(SUPPLIED RECORDS)
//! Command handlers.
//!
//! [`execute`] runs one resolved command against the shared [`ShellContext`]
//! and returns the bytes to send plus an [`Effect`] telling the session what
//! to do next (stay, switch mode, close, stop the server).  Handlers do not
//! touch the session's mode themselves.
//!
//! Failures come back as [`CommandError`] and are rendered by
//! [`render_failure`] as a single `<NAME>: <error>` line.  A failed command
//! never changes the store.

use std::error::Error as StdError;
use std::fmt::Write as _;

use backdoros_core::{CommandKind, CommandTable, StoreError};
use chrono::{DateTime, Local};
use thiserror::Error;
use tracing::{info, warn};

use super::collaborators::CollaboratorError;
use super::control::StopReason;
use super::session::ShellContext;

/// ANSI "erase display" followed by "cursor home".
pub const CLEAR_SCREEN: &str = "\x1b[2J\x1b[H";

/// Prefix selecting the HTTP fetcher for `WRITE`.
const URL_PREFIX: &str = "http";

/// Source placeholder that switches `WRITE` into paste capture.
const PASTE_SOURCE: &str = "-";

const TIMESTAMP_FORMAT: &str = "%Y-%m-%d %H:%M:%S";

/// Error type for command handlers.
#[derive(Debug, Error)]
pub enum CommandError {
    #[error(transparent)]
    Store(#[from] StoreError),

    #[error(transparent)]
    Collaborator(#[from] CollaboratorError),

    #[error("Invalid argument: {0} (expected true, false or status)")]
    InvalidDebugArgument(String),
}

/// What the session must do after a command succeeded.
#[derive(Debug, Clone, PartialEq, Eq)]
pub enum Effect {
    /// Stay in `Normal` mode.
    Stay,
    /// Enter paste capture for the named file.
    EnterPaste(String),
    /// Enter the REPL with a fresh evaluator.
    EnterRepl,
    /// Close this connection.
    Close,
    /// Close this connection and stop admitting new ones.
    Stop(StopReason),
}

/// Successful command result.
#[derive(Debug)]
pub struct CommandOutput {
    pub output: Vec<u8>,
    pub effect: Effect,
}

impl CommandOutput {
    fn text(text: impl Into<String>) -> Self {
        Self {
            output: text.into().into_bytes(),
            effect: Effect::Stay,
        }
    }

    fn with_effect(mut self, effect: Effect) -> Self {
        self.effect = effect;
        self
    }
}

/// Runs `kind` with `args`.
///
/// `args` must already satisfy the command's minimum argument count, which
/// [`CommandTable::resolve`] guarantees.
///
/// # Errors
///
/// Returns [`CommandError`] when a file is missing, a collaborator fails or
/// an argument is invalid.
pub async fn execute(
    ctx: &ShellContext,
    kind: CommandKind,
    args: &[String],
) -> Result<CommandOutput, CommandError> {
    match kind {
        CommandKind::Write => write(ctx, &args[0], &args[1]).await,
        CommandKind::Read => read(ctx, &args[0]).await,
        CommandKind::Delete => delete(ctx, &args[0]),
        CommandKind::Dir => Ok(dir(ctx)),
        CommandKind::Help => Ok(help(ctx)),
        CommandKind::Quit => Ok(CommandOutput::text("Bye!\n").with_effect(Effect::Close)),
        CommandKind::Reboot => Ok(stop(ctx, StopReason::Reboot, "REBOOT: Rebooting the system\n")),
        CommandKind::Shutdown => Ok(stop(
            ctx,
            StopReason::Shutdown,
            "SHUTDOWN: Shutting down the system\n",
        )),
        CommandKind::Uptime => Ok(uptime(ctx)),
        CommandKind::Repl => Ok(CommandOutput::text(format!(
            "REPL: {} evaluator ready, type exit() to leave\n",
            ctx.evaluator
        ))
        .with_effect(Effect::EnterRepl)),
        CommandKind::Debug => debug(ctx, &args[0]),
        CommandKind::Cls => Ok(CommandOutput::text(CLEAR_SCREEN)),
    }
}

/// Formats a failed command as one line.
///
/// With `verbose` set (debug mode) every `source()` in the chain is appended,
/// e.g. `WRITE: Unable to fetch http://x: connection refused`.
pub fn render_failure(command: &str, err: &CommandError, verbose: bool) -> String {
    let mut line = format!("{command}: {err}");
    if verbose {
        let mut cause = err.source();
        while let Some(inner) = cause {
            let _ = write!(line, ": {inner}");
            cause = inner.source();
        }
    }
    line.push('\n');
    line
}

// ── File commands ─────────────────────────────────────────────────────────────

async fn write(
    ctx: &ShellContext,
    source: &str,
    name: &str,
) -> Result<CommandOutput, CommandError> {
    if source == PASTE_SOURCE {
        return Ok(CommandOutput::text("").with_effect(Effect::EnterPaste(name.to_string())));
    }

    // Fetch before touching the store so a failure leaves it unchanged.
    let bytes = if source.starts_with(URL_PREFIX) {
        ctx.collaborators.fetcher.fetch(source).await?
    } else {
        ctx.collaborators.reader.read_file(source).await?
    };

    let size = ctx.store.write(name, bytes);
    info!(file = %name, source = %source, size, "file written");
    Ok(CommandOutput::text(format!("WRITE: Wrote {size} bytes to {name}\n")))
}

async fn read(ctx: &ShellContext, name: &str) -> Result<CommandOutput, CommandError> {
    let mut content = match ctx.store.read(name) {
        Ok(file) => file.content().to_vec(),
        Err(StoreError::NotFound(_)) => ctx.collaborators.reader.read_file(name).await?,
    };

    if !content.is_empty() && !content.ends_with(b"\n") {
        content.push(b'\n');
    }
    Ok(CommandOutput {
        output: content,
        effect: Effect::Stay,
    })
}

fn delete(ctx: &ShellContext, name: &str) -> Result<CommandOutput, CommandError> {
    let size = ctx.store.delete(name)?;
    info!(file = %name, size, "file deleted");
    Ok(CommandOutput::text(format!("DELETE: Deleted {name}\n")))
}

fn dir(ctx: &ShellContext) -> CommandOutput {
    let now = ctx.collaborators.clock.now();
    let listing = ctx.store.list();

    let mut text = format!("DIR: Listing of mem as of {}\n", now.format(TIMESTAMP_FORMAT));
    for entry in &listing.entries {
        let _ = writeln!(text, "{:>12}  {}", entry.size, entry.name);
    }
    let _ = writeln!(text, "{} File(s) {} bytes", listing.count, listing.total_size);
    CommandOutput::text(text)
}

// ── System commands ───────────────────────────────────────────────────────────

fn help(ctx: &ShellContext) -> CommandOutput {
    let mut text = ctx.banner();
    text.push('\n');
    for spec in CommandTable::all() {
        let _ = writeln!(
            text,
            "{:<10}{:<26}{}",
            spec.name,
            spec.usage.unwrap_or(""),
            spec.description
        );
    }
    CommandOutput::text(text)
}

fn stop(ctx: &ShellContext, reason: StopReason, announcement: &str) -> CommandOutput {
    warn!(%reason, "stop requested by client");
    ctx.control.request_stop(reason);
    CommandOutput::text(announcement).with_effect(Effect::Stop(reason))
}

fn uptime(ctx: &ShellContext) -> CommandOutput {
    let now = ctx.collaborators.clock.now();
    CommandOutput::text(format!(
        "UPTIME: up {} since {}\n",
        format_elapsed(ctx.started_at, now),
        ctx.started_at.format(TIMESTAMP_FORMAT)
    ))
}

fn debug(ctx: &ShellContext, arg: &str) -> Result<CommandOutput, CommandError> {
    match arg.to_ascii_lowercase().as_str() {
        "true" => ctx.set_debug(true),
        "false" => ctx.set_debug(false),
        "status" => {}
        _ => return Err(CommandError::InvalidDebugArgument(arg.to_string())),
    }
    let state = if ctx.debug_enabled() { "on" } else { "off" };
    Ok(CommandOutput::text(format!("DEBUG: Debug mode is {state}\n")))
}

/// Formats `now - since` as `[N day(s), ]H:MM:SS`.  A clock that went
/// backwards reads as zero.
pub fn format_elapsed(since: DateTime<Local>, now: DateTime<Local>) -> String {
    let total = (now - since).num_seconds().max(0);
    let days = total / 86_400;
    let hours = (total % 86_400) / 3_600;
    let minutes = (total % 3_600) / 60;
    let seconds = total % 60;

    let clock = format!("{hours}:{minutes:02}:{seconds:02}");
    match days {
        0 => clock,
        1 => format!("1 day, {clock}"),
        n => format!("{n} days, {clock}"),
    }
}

(HOW TO COMPLETE THIS TASK) Look for the string "inner" in the records, and copy every line where it is found.

(RESULT)
        while let Some(inner) = cause {
            let _ = write!(line, ": {inner}");
            cause = inner.source();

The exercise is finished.